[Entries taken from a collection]
--*--

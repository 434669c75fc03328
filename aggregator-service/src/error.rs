/// Error types for the ticketing aggregator.
///
/// A single sum type carries every domain failure kind; HTTP status codes
/// live only in the `ResponseError` impl below, never inside the variants
/// themselves.
use actix_web::{error::ResponseError, http::StatusCode, HttpResponse};
use std::fmt;

pub type Result<T> = std::result::Result<T, AppError>;

#[derive(Debug)]
pub enum AppError {
    EventNotFound,
    EventNotPublished,
    EventPassed,
    SeatUnavailable(String),
    TicketNotFound,
    ProviderNetworkError,
    ProviderPermanentError { status: u16, message: String },
    ProviderUnexpectedResponse,
    IdempotencyConflict,
    IdempotencyCorrupt,
    FailedSyncEvent,
    Internal(String),
    /// Request body failed DTO validation.
    ValidationError(String),
}

impl fmt::Display for AppError {
    fn fmt(&self, f: &mut fmt::Formatter<'_>) -> fmt::Result {
        match self {
            AppError::EventNotFound => write!(f, "event not found"),
            AppError::EventNotPublished => write!(f, "event is not published"),
            AppError::EventPassed => write!(f, "registration deadline has passed"),
            AppError::SeatUnavailable(msg) => write!(f, "seat unavailable: {}", msg),
            AppError::TicketNotFound => write!(f, "ticket not found"),
            AppError::ProviderNetworkError => write!(f, "provider network error"),
            AppError::ProviderPermanentError { status, message } => {
                write!(f, "provider rejected request ({}): {}", status, message)
            }
            AppError::ProviderUnexpectedResponse => write!(f, "provider returned an unexpected response"),
            AppError::IdempotencyConflict => write!(f, "idempotency key reused with a different payload"),
            AppError::IdempotencyCorrupt => write!(f, "idempotency record is missing its ticket id"),
            AppError::FailedSyncEvent => write!(f, "on-demand sync failed"),
            AppError::Internal(msg) => write!(f, "internal error: {}", msg),
            AppError::ValidationError(msg) => write!(f, "validation error: {}", msg),
        }
    }
}

impl ResponseError for AppError {
    fn status_code(&self) -> StatusCode {
        match self {
            AppError::EventNotFound | AppError::TicketNotFound => StatusCode::NOT_FOUND,
            AppError::EventNotPublished | AppError::SeatUnavailable(_) => StatusCode::BAD_REQUEST,
            AppError::EventPassed => StatusCode::CONFLICT,
            AppError::ProviderNetworkError => StatusCode::SERVICE_UNAVAILABLE,
            AppError::ProviderPermanentError { status, .. } => {
                StatusCode::from_u16(*status).unwrap_or(StatusCode::BAD_GATEWAY)
            }
            AppError::ProviderUnexpectedResponse => StatusCode::BAD_GATEWAY,
            AppError::IdempotencyConflict | AppError::IdempotencyCorrupt => StatusCode::CONFLICT,
            AppError::FailedSyncEvent => StatusCode::BAD_GATEWAY,
            AppError::Internal(_) => StatusCode::INTERNAL_SERVER_ERROR,
            AppError::ValidationError(_) => StatusCode::BAD_REQUEST,
        }
    }

    fn error_response(&self) -> HttpResponse {
        let status = self.status_code();
        HttpResponse::build(status).json(serde_json::json!({
            "error": self.to_string(),
            "status": status.as_u16(),
        }))
    }
}

impl From<sqlx::Error> for AppError {
    fn from(err: sqlx::Error) -> Self {
        AppError::Internal(err.to_string())
    }
}

impl From<serde_json::Error> for AppError {
    fn from(err: serde_json::Error) -> Self {
        AppError::Internal(err.to_string())
    }
}

impl From<crate::provider::ProviderError> for AppError {
    fn from(err: crate::provider::ProviderError) -> Self {
        match err {
            crate::provider::ProviderError::Temporary { .. } => AppError::ProviderNetworkError,
            crate::provider::ProviderError::Permanent { status, message } => {
                AppError::ProviderPermanentError { status, message }
            }
            crate::provider::ProviderError::UnexpectedResponse => AppError::ProviderUnexpectedResponse,
        }
    }
}
use crate::models::{Event, EventRow};
use sqlx::{PgPool, Postgres, Transaction};
use uuid::Uuid;

pub struct EventRepository;

impl EventRepository {
    /// Upsert an event by primary key. Copies all mutable fields including
    /// `status_changed_at` (nullable). `created_at` is preserved on update.
    pub async fn upsert(tx: &mut Transaction<'_, Postgres>, event: &Event) -> sqlx::Result<()> {
        sqlx::query(
            r#"
            INSERT INTO events (
                id, name, event_time, place_id, registration_deadline, status,
                number_of_visitors, created_at, changed_at, status_changed_at
            )
            VALUES ($1, $2, $3, $4, $5, $6, $7, $8, $9, $10)
            ON CONFLICT (id) DO UPDATE SET
                name = EXCLUDED.name,
                event_time = EXCLUDED.event_time,
                place_id = EXCLUDED.place_id,
                registration_deadline = EXCLUDED.registration_deadline,
                status = EXCLUDED.status,
                number_of_visitors = EXCLUDED.number_of_visitors,
                changed_at = EXCLUDED.changed_at,
                status_changed_at = EXCLUDED.status_changed_at
            "#,
        )
        .bind(event.id)
        .bind(&event.name)
        .bind(event.event_time)
        .bind(event.place_id)
        .bind(event.registration_deadline)
        .bind(&event.status)
        .bind(event.number_of_visitors)
        .bind(event.created_at)
        .bind(event.changed_at)
        .bind(event.status_changed_at)
        .execute(&mut **tx)
        .await?;

        Ok(())
    }

    pub async fn get_by_id(pool: &PgPool, id: Uuid) -> sqlx::Result<Option<Event>> {
        let row = sqlx::query_as::<_, EventRow>(
            r#"
            SELECT id, name, event_time, place_id, registration_deadline, status,
                   number_of_visitors, created_at, changed_at, status_changed_at
            FROM events WHERE id = $1
            "#,
        )
        .bind(id)
        .fetch_optional(pool)
        .await?;

        Ok(row.map(Event::from))
    }

    pub async fn list(
        pool: &PgPool,
        date_from: Option<chrono::NaiveDate>,
        limit: i64,
        offset: i64,
    ) -> sqlx::Result<(i64, Vec<Event>)> {
        let count: i64 = sqlx::query_scalar(
            "SELECT COUNT(*) FROM events WHERE ($1::date IS NULL OR event_time::date >= $1)",
        )
        .bind(date_from)
        .fetch_one(pool)
        .await?;

        let rows = sqlx::query_as::<_, EventRow>(
            r#"
            SELECT id, name, event_time, place_id, registration_deadline, status,
                   number_of_visitors, created_at, changed_at, status_changed_at
            FROM events
            WHERE ($1::date IS NULL OR event_time::date >= $1)
            ORDER BY event_time ASC
            LIMIT $2 OFFSET $3
            "#,
        )
        .bind(date_from)
        .bind(limit)
        .bind(offset)
        .fetch_all(pool)
        .await?;

        Ok((count, rows.into_iter().map(Event::from).collect()))
    }
}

--*--

Take the entries and print them exactly. Keep every line.

repository 434669c75fc03328
filename aggregator-service/src/error.rs
/// Error types for the ticketing aggregator.
///
/// A single sum type carries every domain failure kind; HTTP status codes
/// live only in the `ResponseError` impl below, never inside the variants
/// themselves.
use actix_web::{error::ResponseError, http::StatusCode, HttpResponse};
use std::fmt;

pub type Result<T> = std::result::Result<T, AppError>;

#[derive(Debug)]
pub enum AppError {
    EventNotFound,
    EventNotPublished,
    EventPassed,
    SeatUnavailable(String),
    TicketNotFound,
    ProviderNetworkError,
    ProviderPermanentError { status: u16, message: String },
    ProviderUnexpectedResponse,
    IdempotencyConflict,
    IdempotencyCorrupt,
    FailedSyncEvent,
    Internal(String),
    /// Request body failed DTO validation.
    ValidationError(String),
}

impl fmt::Display for AppError {
    fn fmt(&self, f: &mut fmt::Formatter<'_>) -> fmt::Result {
        match self {
            AppError::EventNotFound => write!(f, "event not found"),
            AppError::EventNotPublished => write!(f, "event is not published"),
            AppError::EventPassed => write!(f, "registration deadline has passed"),
            AppError::SeatUnavailable(msg) => write!(f, "seat unavailable: {}", msg),
            AppError::TicketNotFound => write!(f, "ticket not found"),
            AppError::ProviderNetworkError => write!(f, "provider network error"),
            AppError::ProviderPermanentError { status, message } => {
                write!(f, "provider rejected request ({}): {}", status, message)
            }
            AppError::ProviderUnexpectedResponse => write!(f, "provider returned an unexpected response"),
            AppError::IdempotencyConflict => write!(f, "idempotency key reused with a different payload"),
            AppError::IdempotencyCorrupt => write!(f, "idempotency record is missing its ticket id"),
            AppError::FailedSyncEvent => write!(f, "on-demand sync failed"),
            AppError::Internal(msg) => write!(f, "internal error: {}", msg),
            AppError::ValidationError(msg) => write!(f, "validation error: {}", msg),
        }
    }
}

impl ResponseError for AppError {
    fn status_code(&self) -> StatusCode {
        match self {
            AppError::EventNotFound | AppError::TicketNotFound => StatusCode::NOT_FOUND,
            AppError::EventNotPublished | AppError::SeatUnavailable(_) => StatusCode::BAD_REQUEST,
            AppError::EventPassed => StatusCode::CONFLICT,
            AppError::ProviderNetworkError => StatusCode::SERVICE_UNAVAILABLE,
            AppError::ProviderPermanentError { status, .. } => {
                StatusCode::from_u16(*status).unwrap_or(StatusCode::BAD_GATEWAY)
            }
            AppError::ProviderUnexpectedResponse => StatusCode::BAD_GATEWAY,
            AppError::IdempotencyConflict | AppError::IdempotencyCorrupt => StatusCode::CONFLICT,
            AppError::FailedSyncEvent => StatusCode::BAD_GATEWAY,
            AppError::Internal(_) => StatusCode::INTERNAL_SERVER_ERROR,
            AppError::ValidationError(_) => StatusCode::BAD_REQUEST,
        }
    }

    fn error_response(&self) -> HttpResponse {
        let status = self.status_code();
        HttpResponse::build(status).json(serde_json::json!({
            "error": self.to_string(),
            "status": status.as_u16(),
        }))
    }
}

impl From<sqlx::Error> for AppError {
    fn from(err: sqlx::Error) -> Self {
        AppError::Internal(err.to_string())
    }
}

impl From<serde_json::Error> for AppError {
    fn from(err: serde_json::Error) -> Self {
        AppError::Internal(err.to_string())
    }
}

impl From<crate::provider::ProviderError> for AppError {
    fn from(err: crate::provider::ProviderError) -> Self {
        match err {
            crate::provider::ProviderError::Temporary { .. } => AppError::ProviderNetworkError,
            crate::provider::ProviderError::Permanent { status, message } => {
                AppError::ProviderPermanentError { status, message }
            }
            crate::provider::ProviderError::UnexpectedResponse => AppError::ProviderUnexpectedResponse,
        }
    }
}
use crate::models::{Event, EventRow};
use sqlx::{PgPool, Postgres, Transaction};
use uuid::Uuid;

pub struct EventRepository;

impl EventRepository {
    /// Upsert an event by primary key. Copies all mutable fields including
    /// `status_changed_at` (nullable). `created_at` is preserved on update.
    pub async fn upsert(tx: &mut Transaction<'_, Postgres>, event: &Event) -> sqlx::Result<()> {
        sqlx::query(
            r#"
            INSERT INTO events (
                id, name, event_time, place_id, registration_deadline, status,
                number_of_visitors, created_at, changed_at, status_changed_at
            )
            VALUES ($1, $2, $3, $4, $5, $6, $7, $8, $9, $10)
            ON CONFLICT (id) DO UPDATE SET
                name = EXCLUDED.name,
                event_time = EXCLUDED.event_time,
                place_id = EXCLUDED.place_id,
                registration_deadline = EXCLUDED.registration_deadline,
                status = EXCLUDED.status,
                number_of_visitors = EXCLUDED.number_of_visitors,
                changed_at = EXCLUDED.changed_at,
                status_changed_at = EXCLUDED.status_changed_at
            "#,
        )
        .bind(event.id)
        .bind(&event.name)
        .bind(event.event_time)
        .bind(event.place_id)
        .bind(event.registration_deadline)
        .bind(&event.status)
        .bind(event.number_of_visitors)
        .bind(event.created_at)
        .bind(event.changed_at)
        .bind(event.status_changed_at)
        .execute(&mut **tx)
        .await?;

        Ok(())
    }

    pub async fn get_by_id(pool: &PgPool, id: Uuid) -> sqlx::Result<Option<Event>> {
        let row = sqlx::query_as::<_, EventRow>(
            r#"
            SELECT id, name, event_time, place_id, registration_deadline, status,
                   number_of_visitors, created_at, changed_at, status_changed_at
            FROM events WHERE id = $1
            "#,
        )
        .bind(id)
        .fetch_optional(pool)
        .await?;

        Ok(row.map(Event::from))
    }

    pub async fn list(
        pool: &PgPool,
        date_from: Option<chrono::NaiveDate>,
        limit: i64,
        offset: i64,
    ) -> sqlx::Result<(i64, Vec<Event>)> {
        let count: i64 = sqlx::query_scalar(
            "SELECT COUNT(*) FROM events WHERE ($1::date IS NULL OR event_time::date >= $1)",
        )
        .bind(date_from)
        .fetch_one(pool)
        .await?;

        let rows = sqlx::query_as::<_, EventRow>(
            r#"
            SELECT id, name, event_time, place_id, registration_deadline, status,
                   number_of_visitors, created_at, changed_at, status_changed_at
            FROM events
            WHERE ($1::date IS NULL OR event_time::date >= $1)
            ORDER BY event_time ASC
            LIMIT $2 OFFSET $3
            "#,
        )
        .bind(date_from)
        .bind(limit)
        .bind(offset)
        .fetch_all(pool)
        .await?;

        Ok((count, rows.into_iter().map(Event::from).collect()))
    }
}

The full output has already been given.